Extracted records

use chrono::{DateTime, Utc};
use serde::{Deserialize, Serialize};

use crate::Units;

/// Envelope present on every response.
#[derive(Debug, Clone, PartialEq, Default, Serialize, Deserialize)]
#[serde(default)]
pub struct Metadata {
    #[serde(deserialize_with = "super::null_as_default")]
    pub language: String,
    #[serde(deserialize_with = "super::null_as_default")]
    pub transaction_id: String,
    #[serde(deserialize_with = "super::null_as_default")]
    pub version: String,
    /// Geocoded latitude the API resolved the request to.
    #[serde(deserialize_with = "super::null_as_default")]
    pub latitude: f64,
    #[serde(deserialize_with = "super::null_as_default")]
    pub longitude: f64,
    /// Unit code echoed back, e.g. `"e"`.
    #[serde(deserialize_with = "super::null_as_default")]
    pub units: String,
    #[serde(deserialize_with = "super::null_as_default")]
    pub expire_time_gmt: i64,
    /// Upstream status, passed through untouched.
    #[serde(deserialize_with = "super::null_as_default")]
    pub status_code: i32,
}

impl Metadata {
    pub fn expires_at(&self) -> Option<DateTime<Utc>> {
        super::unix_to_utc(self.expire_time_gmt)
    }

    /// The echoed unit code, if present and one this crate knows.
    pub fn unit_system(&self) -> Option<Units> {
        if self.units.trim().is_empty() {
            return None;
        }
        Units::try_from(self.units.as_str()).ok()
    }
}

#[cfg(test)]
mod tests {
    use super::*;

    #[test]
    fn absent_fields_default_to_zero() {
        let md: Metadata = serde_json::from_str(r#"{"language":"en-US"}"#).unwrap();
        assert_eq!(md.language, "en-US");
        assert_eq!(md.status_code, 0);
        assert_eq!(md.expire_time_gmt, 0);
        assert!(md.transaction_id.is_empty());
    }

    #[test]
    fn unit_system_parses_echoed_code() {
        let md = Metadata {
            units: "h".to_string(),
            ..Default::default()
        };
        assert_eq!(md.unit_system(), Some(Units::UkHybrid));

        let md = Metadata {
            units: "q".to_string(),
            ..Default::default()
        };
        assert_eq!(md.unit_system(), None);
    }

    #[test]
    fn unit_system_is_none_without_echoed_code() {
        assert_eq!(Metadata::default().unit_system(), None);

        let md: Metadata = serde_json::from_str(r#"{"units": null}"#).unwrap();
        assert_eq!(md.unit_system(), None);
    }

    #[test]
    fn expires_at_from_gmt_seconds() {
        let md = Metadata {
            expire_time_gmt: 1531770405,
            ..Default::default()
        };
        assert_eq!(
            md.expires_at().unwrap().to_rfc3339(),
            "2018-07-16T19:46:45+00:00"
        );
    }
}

## [TASK]
Set down exactly the lines that begin the records and continue through the line bearing "pub struct Metadata"; include both ends.

## [RESPONSE AREA]
use chrono::{DateTime, Utc};
use serde::{Deserialize, Serialize};

use crate::Units;

/// Envelope present on every response.
#[derive(Debug, Clone, PartialEq, Default, Serialize, Deserialize)]
#[serde(default)]
pub struct Metadata {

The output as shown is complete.